» **Task to carry out**: Locate every line in the material below that has the word "GrantRequest". Copy each of those lines.

» **Supplied records**:
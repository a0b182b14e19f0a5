//! End-to-end scenarios over the full service stack.
//!
//! Tests: GeographyService / CatalogService / GrantEngine → InMemoryStore
//!
//! Verifies:
//! - Scope ancestry and labels come out of the hierarchy, never the caller
//! - Duplicate grants collapse to a single stored row
//! - Role and permission deletion keep the graph consistent

#[cfg(test)]
mod tests {
    use std::sync::Arc;

    use geoaccess_auth::{
        CredentialHasher, CredentialRecord, GrantRequest, NewUser, Scope, ScopeLevel, ScopeRef,
    };
    use geoaccess_core::{CountryId, DomainError, DomainResult, RoleId};

    use crate::services::AccessConsole;
    use crate::store::{DirectoryStore, InMemoryStore};

    /// Cheap deterministic hasher; Argon2 has its own tests.
    struct PlainHasher;

    impl CredentialHasher for PlainHasher {
        fn hash(&self, password: &str) -> DomainResult<CredentialRecord> {
            Ok(CredentialRecord::new(format!("plain${password}")))
        }
    }

    fn setup() -> (Arc<InMemoryStore>, AccessConsole<InMemoryStore>) {
        let store = Arc::new(InMemoryStore::new());
        let console = AccessConsole::new(Arc::clone(&store), Arc::new(PlainHasher));
        (store, console)
    }

    fn new_user(email: &str, password: &str, role_id: RoleId) -> NewUser {
        NewUser {
            name: email.split('@').next().unwrap_or_default().to_string(),
            email: email.to_string(),
            password: password.to_string(),
            role_id: Some(role_id),
            department_id: None,
        }
    }

    #[tokio::test]
    async fn santiago_grant_resolves_full_chain_and_label() {
        let (_, console) = setup();

        let chile = console.geography.create_country("Chile").await.unwrap();
        let rm = console.geography.create_region("Metropolitana", chile.id).await.unwrap();
        let santiago = console.geography.create_department("Santiago", rm.id).await.unwrap();
        let crear = console.catalog.create_permission("CrearAeronaves", None).await.unwrap();
        let role = console.catalog.create_role("operador", None).await.unwrap();

        let created = console
            .grants
            .create_user_with_grants(
                new_user("ana@example.com", "12345678", role.id),
                &[GrantRequest {
                    permission_id: crear.id,
                    scope: ScopeRef::Department(santiago.id),
                }],
            )
            .await
            .unwrap();

        let grant = &created.user.grants[0];
        assert_eq!(grant.permission.name, "CrearAeronaves");
        assert_eq!(grant.ancestry.level(), ScopeLevel::Department);
        assert_eq!(
            grant.scope,
            Scope {
                country_id: Some(chile.id),
                region_id: Some(rm.id),
                department_id: Some(santiago.id),
            }
        );

        let ancestry = console
            .resolver
            .resolve_ancestry(ScopeRef::Department(santiago.id))
            .await
            .unwrap();
        assert_eq!(ancestry.scope(), grant.scope);
        assert_eq!(
            console.resolver.describe_scope(&grant.scope).await.unwrap(),
            "Departamento Santiago · Región Metropolitana · País Chile"
        );
    }

    #[tokio::test]
    async fn identical_grants_in_one_batch_store_one_row() {
        let (store, console) = setup();
        let chile = console.geography.create_country("Chile").await.unwrap();
        let read = console.catalog.create_permission("read", None).await.unwrap();
        let role = console.catalog.create_role("operador", None).await.unwrap();

        let same = GrantRequest {
            permission_id: read.id,
            scope: ScopeRef::Country(chile.id),
        };
        let created = console
            .grants
            .create_user_with_grants(new_user("ana@example.com", "12345678", role.id), &[same, same])
            .await
            .unwrap();

        assert_eq!(created.grants.inserted.len(), 1);
        assert_eq!(created.grants.collapsed, 1);
        assert!(created.grants.skipped.is_empty());
        assert_eq!(store.grants(Some(created.user.id)).await.unwrap().len(), 1);
    }

    #[tokio::test]
    async fn role_delete_blocked_until_permissions_detached() {
        let (_, console) = setup();
        let role = console.catalog.create_role("admin", None).await.unwrap();
        let read = console.catalog.create_permission("read", None).await.unwrap();
        console.catalog.assign_permission_to_role(role.id, read.id).await.unwrap();

        let err = console.catalog.delete_role(role.id).await.unwrap_err();
        assert!(matches!(err, DomainError::HasDependents(_)));

        console
            .catalog
            .revoke_permission_from_role(role.id, read.id)
            .await
            .unwrap();
        let removed = console.catalog.delete_role(role.id).await.unwrap();
        assert_eq!(removed.id, role.id);
    }

    #[tokio::test]
    async fn permission_delete_removes_role_links_and_user_grants() {
        let (store, console) = setup();
        let chile = console.geography.create_country("Chile").await.unwrap();
        let peru = console.geography.create_country("Peru").await.unwrap();
        let audit = console.catalog.create_permission("audit", None).await.unwrap();
        let keep = console.catalog.create_permission("keep", None).await.unwrap();
        let admin = console.catalog.create_role("admin", None).await.unwrap();
        let viewer = console.catalog.create_role("viewer", None).await.unwrap();

        console.catalog.assign_permission_to_role(admin.id, audit.id).await.unwrap();
        console.catalog.assign_permission_to_role(viewer.id, audit.id).await.unwrap();
        console.catalog.assign_permission_to_role(viewer.id, keep.id).await.unwrap();

        let grant = |permission_id, scope| GrantRequest { permission_id, scope };
        let ana = console
            .grants
            .create_user_with_grants(
                new_user("ana@example.com", "12345678", viewer.id),
                &[
                    grant(audit.id, ScopeRef::Global),
                    grant(audit.id, ScopeRef::Country(chile.id)),
                    grant(keep.id, ScopeRef::Global),
                ],
            )
            .await
            .unwrap();
        let luis = console
            .grants
            .create_user_with_grants(
                new_user("luis@example.com", "12345678", admin.id),
                &[grant(audit.id, ScopeRef::Country(peru.id))],
            )
            .await
            .unwrap();

        let removal = console.catalog.delete_permission(audit.id).await.unwrap();
        assert_eq!(removal.role_links_removed, 2);
        assert_eq!(removal.user_grants_removed, 3);

        let roles = console.catalog.list_roles().await.unwrap();
        assert!(roles.iter().all(|r| r.permissions.iter().all(|p| p.id != audit.id)));
        assert_eq!(store.grants(Some(ana.user.id)).await.unwrap().len(), 1);
        assert!(store.grants(Some(luis.user.id)).await.unwrap().is_empty());
        assert_eq!(console.catalog.list_permissions().await.unwrap().len(), 1);
    }

    #[tokio::test]
    async fn password_boundary_through_the_grant_engine() {
        let (_, console) = setup();
        let role = console.catalog.create_role("operador", None).await.unwrap();

        let err = console
            .grants
            .create_user_with_grants(new_user("ana@example.com", "1234567", role.id), &[])
            .await
            .unwrap_err();
        assert!(matches!(err, DomainError::WeakPassword { min_length: 8 }));

        console
            .grants
            .create_user_with_grants(new_user("ana@example.com", "12345678", role.id), &[])
            .await
            .unwrap();
    }

    #[tokio::test]
    async fn second_assignment_conflicts_and_leaves_list_unchanged() {
        let (_, console) = setup();
        let role = console.catalog.create_role("admin", None).await.unwrap();
        let read = console.catalog.create_permission("read", None).await.unwrap();

        let first = console.catalog.assign_permission_to_role(role.id, read.id).await.unwrap();
        let err = console
            .catalog
            .assign_permission_to_role(role.id, read.id)
            .await
            .unwrap_err();
        assert!(matches!(err, DomainError::AlreadyAssigned(_)));

        let listed = console.catalog.list_roles().await.unwrap();
        assert_eq!(listed[0].permissions.len(), first.permissions.len());
    }

    #[tokio::test]
    async fn deleting_a_user_cascades_its_grants() {
        let (store, console) = setup();
        let role = console.catalog.create_role("operador", None).await.unwrap();
        let read = console.catalog.create_permission("read", None).await.unwrap();
        let created = console
            .grants
            .create_user_with_grants(
                new_user("ana@example.com", "12345678", role.id),
                &[GrantRequest {
                    permission_id: read.id,
                    scope: ScopeRef::Global,
                }],
            )
            .await
            .unwrap();

        console.directory.delete_user(created.user.id).await.unwrap();
        assert!(store.grants(None).await.unwrap().is_empty());
        assert!(console.directory.list_users().await.unwrap().is_empty());
    }

    mod proptest_tests {
        use super::*;
        use proptest::prelude::*;

        fn runtime() -> tokio::runtime::Runtime {
            tokio::runtime::Builder::new_current_thread()
                .build()
                .expect("test runtime")
        }

        proptest! {
            #![proptest_config(ProptestConfig::with_cases(64))]

            /// Property: every created region is listed exactly once under its
            /// country, and the listing is ordered by name.
            #[test]
            fn created_regions_are_listed_once_in_name_order(
                names in proptest::collection::btree_set("[A-Za-z]{1,8}", 1..12),
                other in proptest::collection::btree_set("[A-Za-z]{1,8}", 0..4),
            ) {
                let (_, console) = setup();
                let listed = runtime().block_on(async {
                    let chile = console.geography.create_country("Chile").await.unwrap();
                    let peru = console.geography.create_country("Peru").await.unwrap();
                    for name in names.iter().rev() {
                        console.geography.create_region(name, chile.id).await.unwrap();
                    }
                    for name in &other {
                        console.geography.create_region(name, peru.id).await.unwrap();
                    }
                    console.geography.list_regions(Some(chile.id)).await.unwrap()
                });

                let listed_names: Vec<String> = listed.iter().map(|r| r.region.name.clone()).collect();
                let expected: Vec<String> = names.iter().cloned().collect();
                prop_assert_eq!(listed_names, expected);
                prop_assert!(listed.iter().all(|r| r.country.name == "Chile"));
            }

            /// Property: ancestry of a department never names another country.
            #[test]
            fn department_ancestry_matches_its_parents(regions in 1usize..4, per_region in 1usize..4) {
                let (_, console) = setup();
                runtime().block_on(async {
                    let chile = console.geography.create_country("Chile").await.unwrap();
                    console.geography.create_country("Peru").await.unwrap();
                    for r in 0..regions {
                        let region = console
                            .geography
                            .create_region(&format!("R{r}"), chile.id)
                            .await
                            .unwrap();
                        for d in 0..per_region {
                            let department = console
                                .geography
                                .create_department(&format!("D{d}"), region.id)
                                .await
                                .unwrap();
                            let ancestry = console
                                .resolver
                                .resolve_ancestry(ScopeRef::Department(department.id))
                                .await
                                .unwrap();
                            let scope = ancestry.scope();
                            assert_eq!(scope.department_id, Some(department.id));
                            assert_eq!(scope.region_id, Some(region.id));
                            assert_eq!(scope.country_id, Some(chile.id));
                            assert_ne!(scope.country_id, Some(CountryId::from_db(2)));
                        }
                    }
                });
            }
        }
    }
}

» **Result for this exercise**:
        CredentialHasher, CredentialRecord, GrantRequest, NewUser, Scope, ScopeLevel, ScopeRef,
                &[GrantRequest {
        let same = GrantRequest {
        let grant = |permission_id, scope| GrantRequest { permission_id, scope };
                &[GrantRequest {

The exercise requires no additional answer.